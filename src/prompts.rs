//! Where prompts and the system prompt come from.

use anyhow::{Context, Result};
use serde_json::Value;
use std::path::{Path, PathBuf};
use tracing::{error, info, warn};

pub const DEFAULT_SYSTEM_PROMPT: &str = r#"Role: 对话意图识别模型
Background: 用户需要一个能够识别对话中是否含有指令的小模型，这些指令可能与智能家居控制或大模型调用相关。
Profile: 你是一个自然语言处理和对话模型，擅长理解复杂的对话内容，能够准确识别出对话中的显式和隐式指令意图。
Skills: 你能精确识别对话中的指令意图，包括智能家居控制和大模型调用，并能发现多轮对话中的潜在需求。
Goals: 准确识别对话中的指令意图，并以JSON格式输出结果。
Constrains:
1. 仅输出JSON格式的结果，不包含任何额外的分析或解释。
2. 能够识别多种对话场景，包括日常对话、带有唤醒词的直接命令、以及多文本对话中的潜在指令。
3. 能理解对话中的隐喻、省略和场景暗示。
4. 支持多用户对话场景分析。

WakeupWord: {"小爱"}
OutputFormat: JSON格式（仅包含has_command字段）

Examples:
[
  {
    "dialogue": [
      {"speaker": "父亲", "content": "今天天气这么好，咱们把窗户打开通通风吧。"},
      {"speaker": "母亲", "content": "好主意，顺便把空气净化器关掉。"}
    ],
    "has_command": true
  },
  {
    "dialogue": [
      {"speaker": "女儿", "content": "妈妈，我今天考试得了95分！"},
      {"speaker": "母亲", "content": "太棒了，宝贝！晚上给你做你最爱吃的红烧鸡翅。"}
    ],
    "has_command": false
  }
]
"#;

const DEFAULT_PROMPTS: [&str; 9] = [
    "打开客厅的灯。",
    "贾维斯，明天的天气怎么样。",
    "今天天气真好。",
    "用户A：\"哇，外面好亮啊。\"\n用户B：\"是啊，该起床了。\"",
    "用户A：\"今天我出门了，家里只有猫。\"\n用户B：\"记得给它留点水和猫粮。\"",
    "用户A：\"电费又涨了，得省着点用。\"\n用户B：\"是啊，最近用电有点多。\"",
    "用户A：\"贾维斯，把健身房的温度调低点。\"\n用户B：\"顺便放点动感音乐。\"",
    "用户A：\"明天下雨唉！\"\n用户B：\"那明天早点出门吧。\"",
    "用户A：\"数学题太难了。\"\n用户B：\"用学习平板查下解题步骤。\"",
];

#[derive(Debug, Clone, PartialEq)]
pub enum PromptSource {
    TextFile(PathBuf),
    JsonFile(PathBuf),
    InputsDir(PathBuf),
    Defaults,
}

pub fn default_prompts() -> Vec<String> {
    DEFAULT_PROMPTS.iter().map(|p| p.to_string()).collect()
}

/// Load prompts from `source`, falling back to the built-in list when the
/// source fails or yields nothing.
pub fn load_prompts(source: &PromptSource) -> Vec<String> {
    let loaded = match source {
        PromptSource::TextFile(path) => load_text_file(path),
        PromptSource::JsonFile(path) => load_json_file(path),
        PromptSource::InputsDir(path) => load_inputs_dir(path),
        PromptSource::Defaults => return default_prompts(),
    };

    match loaded {
        Ok(prompts) if !prompts.is_empty() => {
            info!("Loaded {} prompts from {:?}", prompts.len(), source);
            prompts
        }
        Ok(_) => {
            warn!("{:?} has no prompts, using the built-in list", source);
            default_prompts()
        }
        Err(e) => {
            error!("Failed to load prompts from {:?}: {:#}", source, e);
            default_prompts()
        }
    }
}

/// One prompt per non-blank line.
pub fn load_text_file(path: &Path) -> Result<Vec<String>> {
    let data = std::fs::read_to_string(path)
        .with_context(|| format!("Failed to read prompt file {}", path.display()))?;
    Ok(data
        .lines()
        .map(str::trim)
        .filter(|l| !l.is_empty())
        .map(str::to_string)
        .collect())
}

pub fn load_json_file(path: &Path) -> Result<Vec<String>> {
    let data = std::fs::read_to_string(path)
        .with_context(|| format!("Failed to read prompt file {}", path.display()))?;
    let value: Value = serde_json::from_str(&data)
        .with_context(|| format!("Failed to parse {} as JSON", path.display()))?;
    prompts_from_json(value)
        .with_context(|| format!("Unsupported prompt layout in {}", path.display()))
}

/// Every `*.json` file in the folder, in file-name order.
pub fn load_inputs_dir(dir: &Path) -> Result<Vec<String>> {
    let mut files: Vec<PathBuf> = std::fs::read_dir(dir)
        .with_context(|| format!("Failed to read inputs folder {}", dir.display()))?
        .filter_map(|entry| entry.ok().map(|e| e.path()))
        .filter(|p| p.is_file() && p.extension().is_some_and(|ext| ext == "json"))
        .collect();
    files.sort();

    if files.is_empty() {
        warn!("No JSON files in {}", dir.display());
    }

    let mut prompts = Vec::new();
    for file in &files {
        info!("Loading prompts from {}", file.display());
        prompts.extend(load_json_file(file)?);
    }
    Ok(prompts)
}

/// Dataset layout (array of dialogue objects) becomes one prompt per whole
/// serialized item; a plain array or `{"prompts": [...]}` gives one prompt per
/// non-empty element.
fn prompts_from_json(value: Value) -> Result<Vec<String>> {
    match value {
        Value::Array(items) if items.iter().all(is_dialogue_item) => {
            info!("Detected dialogue dataset layout ({} items)", items.len());
            Ok(items.iter().map(Value::to_string).collect())
        }
        Value::Array(items) => Ok(items.into_iter().filter_map(prompt_text).collect()),
        Value::Object(mut obj) => match obj.remove("prompts") {
            Some(Value::Array(items)) => Ok(items.into_iter().filter_map(prompt_text).collect()),
            _ => anyhow::bail!("expected an array or an object with a \"prompts\" array"),
        },
        _ => anyhow::bail!("expected an array or an object with a \"prompts\" array"),
    }
}

fn is_dialogue_item(item: &Value) -> bool {
    item.as_object()
        .is_some_and(|o| o.contains_key("dialogue") || o.contains_key("dialog"))
}

fn prompt_text(item: Value) -> Option<String> {
    match item {
        Value::Null | Value::Bool(false) => None,
        Value::String(s) if s.trim().is_empty() => None,
        Value::String(s) => Some(s),
        Value::Array(ref a) if a.is_empty() => None,
        Value::Object(ref o) if o.is_empty() => None,
        other => Some(other.to_string()),
    }
}

/// The system prompt file's contents, or the built-in prompt when no file is
/// given or it cannot be read.
pub fn load_system_prompt(path: Option<&Path>) -> String {
    let Some(path) = path else {
        return DEFAULT_SYSTEM_PROMPT.to_string();
    };
    match std::fs::read_to_string(path) {
        Ok(text) if !text.trim().is_empty() => {
            info!("Loaded system prompt from {}", path.display());
            text
        }
        Ok(_) => {
            warn!("System prompt file {} is empty, using the default", path.display());
            DEFAULT_SYSTEM_PROMPT.to_string()
        }
        Err(e) => {
            error!("Failed to read system prompt {}: {}", path.display(), e);
            DEFAULT_SYSTEM_PROMPT.to_string()
        }
    }
}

□ □ □ □ □

The entries shown above must be reproduced in full, exactly as written.

• **EXERCISE SOLUTION**
filename src/prompts.rs
//! Where prompts and the system prompt come from.

use anyhow::{Context, Result};
use serde_json::Value;
use std::path::{Path, PathBuf};
use tracing::{error, info, warn};

pub const DEFAULT_SYSTEM_PROMPT: &str = r#"Role: 对话意图识别模型
Background: 用户需要一个能够识别对话中是否含有指令的小模型，这些指令可能与智能家居控制或大模型调用相关。
Profile: 你是一个自然语言处理和对话模型，擅长理解复杂的对话内容，能够准确识别出对话中的显式和隐式指令意图。
Skills: 你能精确识别对话中的指令意图，包括智能家居控制和大模型调用，并能发现多轮对话中的潜在需求。
Goals: 准确识别对话中的指令意图，并以JSON格式输出结果。
Constrains:
1. 仅输出JSON格式的结果，不包含任何额外的分析或解释。
2. 能够识别多种对话场景，包括日常对话、带有唤醒词的直接命令、以及多文本对话中的潜在指令。
3. 能理解对话中的隐喻、省略和场景暗示。
4. 支持多用户对话场景分析。

WakeupWord: {"小爱"}
OutputFormat: JSON格式（仅包含has_command字段）

Examples:
[
  {
    "dialogue": [
      {"speaker": "父亲", "content": "今天天气这么好，咱们把窗户打开通通风吧。"},
      {"speaker": "母亲", "content": "好主意，顺便把空气净化器关掉。"}
    ],
    "has_command": true
  },
  {
    "dialogue": [
      {"speaker": "女儿", "content": "妈妈，我今天考试得了95分！"},
      {"speaker": "母亲", "content": "太棒了，宝贝！晚上给你做你最爱吃的红烧鸡翅。"}
    ],
    "has_command": false
  }
]
"#;

const DEFAULT_PROMPTS: [&str; 9] = [
    "打开客厅的灯。",
    "贾维斯，明天的天气怎么样。",
    "今天天气真好。",
    "用户A：\"哇，外面好亮啊。\"\n用户B：\"是啊，该起床了。\"",
    "用户A：\"今天我出门了，家里只有猫。\"\n用户B：\"记得给它留点水和猫粮。\"",
    "用户A：\"电费又涨了，得省着点用。\"\n用户B：\"是啊，最近用电有点多。\"",
    "用户A：\"贾维斯，把健身房的温度调低点。\"\n用户B：\"顺便放点动感音乐。\"",
    "用户A：\"明天下雨唉！\"\n用户B：\"那明天早点出门吧。\"",
    "用户A：\"数学题太难了。\"\n用户B：\"用学习平板查下解题步骤。\"",
];

#[derive(Debug, Clone, PartialEq)]
pub enum PromptSource {
    TextFile(PathBuf),
    JsonFile(PathBuf),
    InputsDir(PathBuf),
    Defaults,
}

pub fn default_prompts() -> Vec<String> {
    DEFAULT_PROMPTS.iter().map(|p| p.to_string()).collect()
}

/// Load prompts from `source`, falling back to the built-in list when the
/// source fails or yields nothing.
pub fn load_prompts(source: &PromptSource) -> Vec<String> {
    let loaded = match source {
        PromptSource::TextFile(path) => load_text_file(path),
        PromptSource::JsonFile(path) => load_json_file(path),
        PromptSource::InputsDir(path) => load_inputs_dir(path),
        PromptSource::Defaults => return default_prompts(),
    };

    match loaded {
        Ok(prompts) if !prompts.is_empty() => {
            info!("Loaded {} prompts from {:?}", prompts.len(), source);
            prompts
        }
        Ok(_) => {
            warn!("{:?} has no prompts, using the built-in list", source);
            default_prompts()
        }
        Err(e) => {
            error!("Failed to load prompts from {:?}: {:#}", source, e);
            default_prompts()
        }
    }
}

/// One prompt per non-blank line.
pub fn load_text_file(path: &Path) -> Result<Vec<String>> {
    let data = std::fs::read_to_string(path)
        .with_context(|| format!("Failed to read prompt file {}", path.display()))?;
    Ok(data
        .lines()
        .map(str::trim)
        .filter(|l| !l.is_empty())
        .map(str::to_string)
        .collect())
}

pub fn load_json_file(path: &Path) -> Result<Vec<String>> {
    let data = std::fs::read_to_string(path)
        .with_context(|| format!("Failed to read prompt file {}", path.display()))?;
    let value: Value = serde_json::from_str(&data)
        .with_context(|| format!("Failed to parse {} as JSON", path.display()))?;
    prompts_from_json(value)
        .with_context(|| format!("Unsupported prompt layout in {}", path.display()))
}

/// Every `*.json` file in the folder, in file-name order.
pub fn load_inputs_dir(dir: &Path) -> Result<Vec<String>> {
    let mut files: Vec<PathBuf> = std::fs::read_dir(dir)
        .with_context(|| format!("Failed to read inputs folder {}", dir.display()))?
        .filter_map(|entry| entry.ok().map(|e| e.path()))
        .filter(|p| p.is_file() && p.extension().is_some_and(|ext| ext == "json"))
        .collect();
    files.sort();

    if files.is_empty() {
        warn!("No JSON files in {}", dir.display());
    }

    let mut prompts = Vec::new();
    for file in &files {
        info!("Loading prompts from {}", file.display());
        prompts.extend(load_json_file(file)?);
    }
    Ok(prompts)
}

/// Dataset layout (array of dialogue objects) becomes one prompt per whole
/// serialized item; a plain array or `{"prompts": [...]}` gives one prompt per
/// non-empty element.
fn prompts_from_json(value: Value) -> Result<Vec<String>> {
    match value {
        Value::Array(items) if items.iter().all(is_dialogue_item) => {
            info!("Detected dialogue dataset layout ({} items)", items.len());
            Ok(items.iter().map(Value::to_string).collect())
        }
        Value::Array(items) => Ok(items.into_iter().filter_map(prompt_text).collect()),
        Value::Object(mut obj) => match obj.remove("prompts") {
            Some(Value::Array(items)) => Ok(items.into_iter().filter_map(prompt_text).collect()),
            _ => anyhow::bail!("expected an array or an object with a \"prompts\" array"),
        },
        _ => anyhow::bail!("expected an array or an object with a \"prompts\" array"),
    }
}

fn is_dialogue_item(item: &Value) -> bool {
    item.as_object()
        .is_some_and(|o| o.contains_key("dialogue") || o.contains_key("dialog"))
}

fn prompt_text(item: Value) -> Option<String> {
    match item {
        Value::Null | Value::Bool(false) => None,
        Value::String(s) if s.trim().is_empty() => None,
        Value::String(s) => Some(s),
        Value::Array(ref a) if a.is_empty() => None,
        Value::Object(ref o) if o.is_empty() => None,
        other => Some(other.to_string()),
    }
}

/// The system prompt file's contents, or the built-in prompt when no file is
/// given or it cannot be read.
pub fn load_system_prompt(path: Option<&Path>) -> String {
    let Some(path) = path else {
        return DEFAULT_SYSTEM_PROMPT.to_string();
    };
    match std::fs::read_to_string(path) {
        Ok(text) if !text.trim().is_empty() => {
            info!("Loaded system prompt from {}", path.display());
            text
        }
        Ok(_) => {
            warn!("System prompt file {} is empty, using the default", path.display());
            DEFAULT_SYSTEM_PROMPT.to_string()
        }
        Err(e) => {
            error!("Failed to read system prompt {}: {}", path.display(), e);
            DEFAULT_SYSTEM_PROMPT.to_string()
        }
    }
}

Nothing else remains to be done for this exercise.